Alle elementari i bambini ricevono insegnamenti atti a plasmarne la formazione e parte della personalità in maniera decisiva. Si insegna loro che costanza e impegno sono determinanti nel raggiungimento di un obiettivo. Bisogna scrivere bene, leggere tanto, ricordare le tabelline e la paginetta di storia. Durante le verifiche in classe, nasce la competizione a chi sia il più veloce, a chi riesca a ottenere il voto più alto e qualsiasi altro obiettivo possa immaginare la mente ambiziosa di un pargoletto. Quando arriva il momento della correzione dei compiti, lo sguardo severo della maestra intimorisce i più, che sperano che la grafia vada bene, di aver rispettato il rigo, di non aver dimenticato qualche doppia o di non averne messa una di troppo, di aver fatto bene i problemi di geometria e che i risultati delle espressioni siano giusti. Essere bravo, anzi bravissimo, è la grande aspirazione di un bambino, mentre non c’è gloria per i meno grintosi. Fin da piccoli si inizia a temere un fallimento, la bocciatura, il solo grande e possibile quando si ha un’età quasi sempre con una sola cifra. E si impara come evitarlo: con la forza di volontà.
Alle medie, la situazione si inverte in moltissimi casi. Emergere tra i più bravi può divenire motivo di derisione e, dunque, di vergogna, mentre i meno volenterosi hanno al contrario più speranze di integrarsi e ottenere simpatia e popolarità tra gli studenti. Maggiore è l’approvazione dei professori, minore diventa quella di una parte della classe. L’autorità dell’insegnante subisce un duro colpo, se questi non impiega buona parte delle sue energie per guadagnarsi un certo rispetto.
Da quest’anno, però, il passaggio dalle elementari alle medie sarà meno critico, poiché il menefreghismo inizierà a regnare sovrano fin dalle classi primarie. Con la Buona Scuola – un piano di governo la cui antifrastica denominazione suscita un amaro sorriso – le nuove regole del decreto legislativo n.62 renderanno quasi impossibile la bocciatura: Le alunne e gli alunni della scuola primaria sono ammessi alla classe successiva e alla prima classe di scuola secondaria di primo grado anche in presenza di livelli di apprendimento parzialmente raggiunti o in via di prima acquisizione.
Difatti, oltre ad aggiungere la prova Invalsi di inglese a quelle di italiano e matematica alle classi quinte, la riforma Renzi-Giannini ostacola duramente la bocciatura. Sarà possibile respingere un alunno della scuola primaria soltanto in circostanza di mancata frequenza, mentre i casi di lacune nell’apprendimento non avranno più alcun peso.

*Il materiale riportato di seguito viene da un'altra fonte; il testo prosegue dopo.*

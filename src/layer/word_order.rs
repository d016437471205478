//! Heuristic component detection and reordering to the target language's
//! syntactic order (spec.md §4.11).

use std::sync::Arc;

use once_cell::sync::Lazy;
use std::collections::HashSet;

use crate::context::Context;
use crate::layer::{Layer, LayerPriority, LayerStats, LayerStatsSnapshot};
use crate::model::{ImpactLevel, LayerDebugInfo, LayerResult, RegexRule};
use crate::regex_util::{apply_replacement, compile_pattern};
use crate::repository::WordOrderRulesRepository;

#[derive(Clone, Copy, Debug, PartialEq, Eq)]
enum Category {
    Subject,
    Verb,
    Object,
    Article,
    Preposition,
    Conjunction,
    Adjective,
    Adverb,
    Unknown,
}

static ARTICLES: Lazy<HashSet<&'static str>> = Lazy::new(|| ["a", "an", "the"].into_iter().collect());
static PREPOSITIONS: Lazy<HashSet<&'static str>> = Lazy::new(|| {
    [
        "in", "on", "at", "by", "for", "with", "about", "against", "between", "into", "through",
        "during", "before", "after", "above", "below", "to", "from", "up", "down", "of", "off",
        "over", "under",
    ]
    .into_iter()
    .collect()
});
static CONJUNCTIONS: Lazy<HashSet<&'static str>> =
    Lazy::new(|| ["and", "or", "but", "nor", "so", "yet"].into_iter().collect());
static SUBJECT_PRONOUNS: Lazy<HashSet<&'static str>> =
    Lazy::new(|| ["i", "you", "he", "she", "it", "we", "they"].into_iter().collect());
static OBJECT_PRONOUNS: Lazy<HashSet<&'static str>> =
    Lazy::new(|| ["me", "him", "her", "us", "them"].into_iter().collect());
static VERBS: Lazy<HashSet<&'static str>> = Lazy::new(|| {
    [
        "is", "are", "was", "were", "am", "be", "been", "have", "has", "had", "do", "does", "did",
        "go", "goes", "went", "see", "saw", "give", "gave", "come", "came", "make", "made", "take",
        "took", "eat", "ate", "run", "ran", "read", "write", "wrote", "love", "loved", "like",
        "likes", "want", "wants", "know", "knows", "say", "says", "said", "think", "thinks", "get",
        "gets", "speak", "speaks", "tell", "tells", "work", "works", "play", "plays", "call",
        "calls", "need", "needs", "feel", "feels", "become", "becomes", "leave", "leaves", "put",
        "puts", "mean", "means", "keep", "keeps", "let", "begin", "begins", "show", "shows",
        "hear", "hears",
    ]
    .into_iter()
    .collect()
});

fn classify(word: &str, prev: Option<Category>, is_first: bool) -> Category {
    let lower = word.to_ascii_lowercase();
    if ARTICLES.contains(lower.as_str()) {
        return Category::Article;
    }
    if PREPOSITIONS.contains(lower.as_str()) {
        return Category::Preposition;
    }
    if CONJUNCTIONS.contains(lower.as_str()) {
        return Category::Conjunction;
    }
    if VERBS.contains(lower.as_str()) || lower.ends_with("ing") || (lower.ends_with("ed") && lower.len() > 3) {
        return Category::Verb;
    }
    if OBJECT_PRONOUNS.contains(lower.as_str()) {
        return Category::Object;
    }
    if SUBJECT_PRONOUNS.contains(lower.as_str()) {
        return Category::Subject;
    }
    if matches!(prev, Some(Category::Verb)) {
        return Category::Object;
    }
    if lower.ends_with("ly") {
        return Category::Adverb;
    }
    if lower.ends_with("ful") || lower.ends_with("ous") || lower.ends_with("ive") || lower.ends_with("able") {
        return Category::Adjective;
    }
    if is_first {
        return Category::Subject;
    }
    Category::Unknown
}

struct Component {
    category: Category,
    text: String,
}

fn target_order(target_language: &str) -> &'static str {
    match target_language {
        "de" | "ja" | "ko" | "tr" | "hi" => "SOV",
        "ar" => "VSO",
        _ => "SVO",
    }
}

/// Classifies words, groups core (subject/verb/object) components with their
/// leading article/preposition, and reorders per `order`. Returns `None` when
/// no subject and verb pair can be identified (degrade to no-op).
fn reorder_sentence(sentence: &str, order: &str) -> Option<String> {
    let words: Vec<&str> = sentence.split_whitespace().collect();
    if words.is_empty() {
        return None;
    }

    let mut components: Vec<Component> = Vec::new();
    let mut extras: Vec<String> = Vec::new();
    let mut prefix = String::new();
    let mut prev_category = None;

    for (idx, word) in words.iter().enumerate() {
        let category = classify(word, prev_category, idx == 0);
        prev_category = Some(category);
        match category {
            Category::Article | Category::Preposition => {
                if !prefix.is_empty() {
                    prefix.push(' ');
                }
                prefix.push_str(word);
            }
            Category::Subject | Category::Verb | Category::Object => {
                let text = if prefix.is_empty() {
                    word.to_string()
                } else {
                    format!("{prefix} {word}")
                };
                prefix.clear();
                if let Some(last) = components.last_mut() {
                    if last.category == category {
                        last.text.push(' ');
                        last.text.push_str(&text);
                        continue;
                    }
                }
                components.push(Component { category, text });
            }
            Category::Conjunction | Category::Adjective | Category::Adverb | Category::Unknown => {
                if !prefix.is_empty() {
                    extras.push(std::mem::take(&mut prefix));
                }
                extras.push((*word).to_string());
            }
        }
    }
    if !prefix.is_empty() {
        extras.push(prefix);
    }

    let has_subject = components.iter().any(|c| c.category == Category::Subject);
    let has_verb = components.iter().any(|c| c.category == Category::Verb);
    if !has_subject || !has_verb {
        return None;
    }

    let mut ordered = Vec::new();
    for slot in order.chars() {
        let wanted = match slot {
            'S' => Category::Subject,
            'V' => Category::Verb,
            'O' => Category::Object,
            _ => continue,
        };
        if let Some(component) = components.iter().find(|c| c.category == wanted) {
            ordered.push(component.text.clone());
        }
    }

    ordered.extend(extras);
    Some(ordered.join(" "))
}

struct SplitSentence {
    core: String,
    punctuation: String,
    trailing: String,
}

fn split_sentences(text: &str) -> Vec<SplitSentence> {
    let chars: Vec<(usize, char)> = text.char_indices().collect();
    let mut sentences = Vec::new();
    let mut start = 0usize;
    let mut i = 0usize;
    while i < chars.len() {
        let (pos, c) = chars[i];
        if c == '.' || c == '!' || c == '?' {
            let core = text[start..pos].to_string();
            let mut j = i + 1;
            while j < chars.len() && matches!(chars[j].1, '.' | '!' | '?') {
                j += 1;
            }
            let punct_end = if j < chars.len() { chars[j].0 } else { text.len() };
            let punctuation = text[pos..punct_end].to_string();
            let mut k = j;
            while k < chars.len() && chars[k].1.is_whitespace() {
                k += 1;
            }
            let ws_end = if k < chars.len() { chars[k].0 } else { text.len() };
            let trailing = text[punct_end..ws_end].to_string();
            sentences.push(SplitSentence { core, punctuation, trailing });
            start = ws_end;
            i = k;
        } else {
            i += 1;
        }
    }
    if start < text.len() {
        sentences.push(SplitSentence {
            core: text[start..].to_string(),
            punctuation: String::new(),
            trailing: String::new(),
        });
    }
    sentences
}

pub struct WordOrderLayer {
    repository: Arc<WordOrderRulesRepository>,
    stats: LayerStats,
}

impl WordOrderLayer {
    #[must_use]
    pub fn new(repository: Arc<WordOrderRulesRepository>) -> Self {
        Self {
            repository,
            stats: LayerStats::new(),
        }
    }
}

impl Layer for WordOrderLayer {
    fn name(&self) -> &str {
        "word_order"
    }

    fn description(&self) -> &str {
        "Component detection and reordering to the target syntactic order"
    }

    fn priority(&self) -> LayerPriority {
        LayerPriority::WordOrder
    }

    fn can_handle(&self, text: &str, context: &Context) -> bool {
        self.validate_input(text, context) && context.source_language != context.target_language
    }

    fn process(&self, text: &str, context: &mut Context) -> LayerResult {
        let order = target_order(&context.target_language);
        let sentences = split_sentences(text);

        let mut rebuilt = String::with_capacity(text.len());
        let mut reordered_count = 0usize;
        for sentence in &sentences {
            match reorder_sentence(&sentence.core, order) {
                Some(new_core) if new_core != sentence.core => {
                    reordered_count += 1;
                    rebuilt.push_str(&new_core);
                }
                _ => rebuilt.push_str(&sentence.core),
            }
            rebuilt.push_str(&sentence.punctuation);
            rebuilt.push_str(&sentence.trailing);
        }

        let language_pair = context.language_pair();
        let rules = self.repository.get_rules(&language_pair).unwrap_or_default();
        let mut rule_applied = false;
        for rule in rules
            .iter()
            .filter(|r| r.applies_to(&context.source_language, &context.target_language))
        {
            if let Ok(re) = compile_pattern(rule.pattern(), rule.case_sensitive()) {
                let replaced = apply_replacement(&re, &rebuilt, rule.replacement());
                if replaced != rebuilt {
                    rule_applied = true;
                }
                rebuilt = replaced;
            }
        }

        if reordered_count == 0 && !rule_applied {
            return LayerResult::no_change(text, LayerDebugInfo::default());
        }

        let debug_info = LayerDebugInfo {
            layer_name: self.name().to_string(),
            is_successful: true,
            items_processed: sentences.len(),
            modifications_count: reordered_count,
            impact_level: Some(ImpactLevel::Medium.into()),
            was_modified: true,
            ..Default::default()
        };
        LayerResult::success(rebuilt, 0.8, debug_info)
    }

    fn stats(&self) -> LayerStatsSnapshot {
        self.stats.snapshot()
    }
}

#[cfg(test)]
mod tests {
    use super::*;
    use std::time::Duration;

    use crate::storage::FileStorage;

    fn layer() -> (tempfile::TempDir, WordOrderLayer) {
        let dir = tempfile::tempdir().unwrap();
        let storage = FileStorage::new(dir.path()).unwrap();
        let repo = WordOrderRulesRepository::new(storage, 10, Duration::from_secs(60));
        (dir, WordOrderLayer::new(Arc::new(repo)))
    }

    #[test]
    fn skips_when_languages_match() {
        let (_dir, layer) = layer();
        let ctx = Context::new("en", "en");
        assert!(!layer.can_handle("the cat runs", &ctx));
    }

    #[test]
    fn degrades_to_no_op_without_subject_and_verb() {
        let (_dir, layer) = layer();
        let mut ctx = Context::new("en", "de");
        let result = layer.process("red blue green", &mut ctx);
        assert!(!result.is_error());
        assert_eq!(result.processed_text, "red blue green");
    }

    #[test]
    fn reorders_svo_to_sov_for_german_target() {
        let (_dir, layer) = layer();
        let mut ctx = Context::new("en", "de");
        let result = layer.process("i see the dog", &mut ctx);
        assert!(result.is_success());
        // subject "i", verb "see", object (with article) "the dog" -> SOV
        assert_eq!(result.processed_text, "i the dog see");
    }
}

Per gli alunni delle elementari così come delle medie, si potrà fare gran festa: qualora un solo insegnante si mostri in disaccordo con una proposta di bocciatura, questa sarà automaticamente respinta, provvedendo a rimediare alle carenze dello studente con piani di recupero. Nonostante le insufficienze, dunque, bocciare sarà un’impresa ardua, e mentre la sicurezza di sé degli scansafatiche aumenterà a dismisura, i più diligenti saranno sempre meno stimolati a dare il massimo. Perché tanto passano tutti e si premiano tutti, alla faccia di quel sano principio da tempo dimenticato dal nostro Paese: la meritocrazia. In Italia resta poco spazio per i volenterosi e i caparbi, mentre i furbi ottengono tutto il resto.
Si immagina, quindi, che saranno i giovani che oggi gioiscono per l’abolizione della bocciatura coloro che un domani attenderanno una legge a favore di chi nella vita non sa guadagnarsi nulla con le proprie forze.